PUBLISHER: Simon & Schuster, 2/2005
GENRE: Fiction
SETTING: Vermont/New York, USA
PURCHASE: link
MY GRADE: B-

FROM PUBLISHER: New York City, 1965: Two Manhattan prep school students, Carole and Naomi, make a pact to lose their virginity before graduation. Eddie, a slick Upper East Side dropout, is handsome, fatally charming, and more than willing to help the girls accomplish their goal. But on one bitterly cold holiday weekend in an isolated cabin deep in the Vermont woods, a horrifying twist develops in the plan. Before the night is over, a stomach-turning secret is sealed between friends, setting in motion a series of events that will have dire and far-reaching consequences.

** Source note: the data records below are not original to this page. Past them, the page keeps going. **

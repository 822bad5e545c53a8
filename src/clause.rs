//! Clause classification: each normalized clause gets a structural role,
//! decided by fixed pattern precedence so the first match wins.

use serde::{Deserialize, Serialize};

use crate::cost;
use crate::effect;
use crate::normalize::RawClause;

#[derive(Debug, Clone, Copy, PartialEq, Eq, Hash, Serialize, Deserialize)]
#[serde(rename_all = "snake_case")]
pub enum ClauseRole {
    Triggered,
    Activated,
    Keyword,
    Static,
    SpellEffect,
    Unclassified,
}

/// A classified clause. The role is immutable once assigned.
#[derive(Debug, Clone, PartialEq, Eq)]
pub struct Clause {
    pub text: String,
    pub source: String,
    pub start: usize,
    pub end: usize,
    pub line: usize,
    pub role: ClauseRole,
}

/// Evergreen and common keyword abilities, lowercase. Parameterized
/// entries ("ward", "protection") match by prefix.
pub static KEYWORD_LEXICON: &[&str] = &[
    "deathtouch",
    "defender",
    "double strike",
    "first strike",
    "flash",
    "flying",
    "haste",
    "hexproof",
    "indestructible",
    "lifelink",
    "menace",
    "reach",
    "trample",
    "vigilance",
    "ward",
    "protection",
    "prowess",
    "shroud",
    "fear",
    "intimidate",
    "flanking",
    "wither",
    "infect",
    "undying",
    "persist",
    "exalted",
    "changeling",
    "devoid",
    "phasing",
    "shadow",
    "horsemanship",
    "storm",
    "convoke",
    "delve",
    "improvise",
    "affinity",
];

/// True when the entry names one lexicon keyword, exactly or as a
/// parameterized prefix ("ward {2}", "protection from red").
fn is_lexicon_entry(entry: &str) -> bool {
    let entry = entry.trim();
    KEYWORD_LEXICON.iter().any(|keyword| {
        entry == *keyword
            || (entry.starts_with(keyword)
                && entry[keyword.len()..].starts_with([' ', '{']))
    })
}

/// True when any lexicon keyword appears as a word in the text. Used by
/// the grant-keyword effect rule.
pub fn contains_lexicon_keyword(text: &str) -> bool {
    text.split(|ch: char| !ch.is_ascii_alphabetic())
        .filter(|word| !word.is_empty())
        .any(|word| KEYWORD_LEXICON.contains(&word))
}

/// Splits a keyword line into its entries, or `None` when any entry
/// falls outside the lexicon.
pub fn keyword_entries(text: &str) -> Option<Vec<String>> {
    let entries: Vec<&str> = text
        .split([',', ';'])
        .map(str::trim)
        .filter(|entry| !entry.is_empty())
        .collect();
    if entries.is_empty() || !entries.iter().all(|entry| is_lexicon_entry(entry)) {
        return None;
    }
    Some(entries.into_iter().map(str::to_string).collect())
}

const TRIGGER_OPENERS: &[&str] = &["when ", "whenever ", "at the beginning of "];

/// Static-ability signatures that carry no extractable verb but are
/// clearly continuous effects, not unparseable text.
const STATIC_SIGNATURES: &[&str] = &[
    " get +",
    " get -",
    " gets +",
    " gets -",
    " have ",
    " has ",
    "can't ",
    " can't",
    "enters tapped",
    "enters the battlefield tapped",
    " cost ",
    " costs ",
    "as long as",
    "spend mana as though",
];

/// Assigns a structural role by fixed precedence:
/// triggered, then activated, then keyword, then static/spell-effect,
/// then unclassified. Unclassified clauses are carried, never dropped.
pub fn classify(raw: RawClause, is_spell_card: bool) -> Clause {
    let role = classify_text(&raw.text, is_spell_card);
    Clause {
        text: raw.text,
        source: raw.source,
        start: raw.start,
        end: raw.end,
        line: raw.line,
        role,
    }
}

fn classify_text(text: &str, is_spell_card: bool) -> ClauseRole {
    if TRIGGER_OPENERS
        .iter()
        .any(|opener| text.starts_with(opener))
    {
        return ClauseRole::Triggered;
    }

    if let Some((left, _)) = text.split_once(':') {
        if cost::looks_like_cost(left) {
            return ClauseRole::Activated;
        }
    }

    if keyword_entries(text).is_some() {
        return ClauseRole::Keyword;
    }

    let has_structure = effect::matches_any_rule(text)
        || STATIC_SIGNATURES
            .iter()
            .any(|signature| text.contains(signature));
    if has_structure {
        return if is_spell_card {
            ClauseRole::SpellEffect
        } else {
            ClauseRole::Static
        };
    }

    ClauseRole::Unclassified
}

Sweeping across decades, moving from New York to Vermont to California and back again, Lewis tells an utterly gripping, psychologically nuanced tale of friendship between two very different women, of the life-changing burden of a secret, the lies we tell others to save ourselves, and the lies we tell ourselves when the truth is too painful to accept.


MY THOUGHTS: Let me start by saying I have no idea what the title means and lots of other reviewers don't either. Something bad goes down in a hotel room and Carole wants to distance herself from it and from the other two people involved. She graduates high school, goes to college, drops out, and starts a new life in Vermont. She lives under the threat of Eddie revealing their secret. She can't escape him and he shows up a few times over the years to harass her and ask for money. Eddie's a terrible character, truly a bad seed, one you want to die off as soon as possible. I'd have liked some background on him.

The story was fairly interesting but I have more questions that comments about the story. Why did Carole leave college and want nothing to do with her parents? Where'd she get money to open a restaurant? Why would she contact Naomi after all these years when she wanted nothing to do with her past? Why did she tell her boyfriend what happened? He didn't need to know.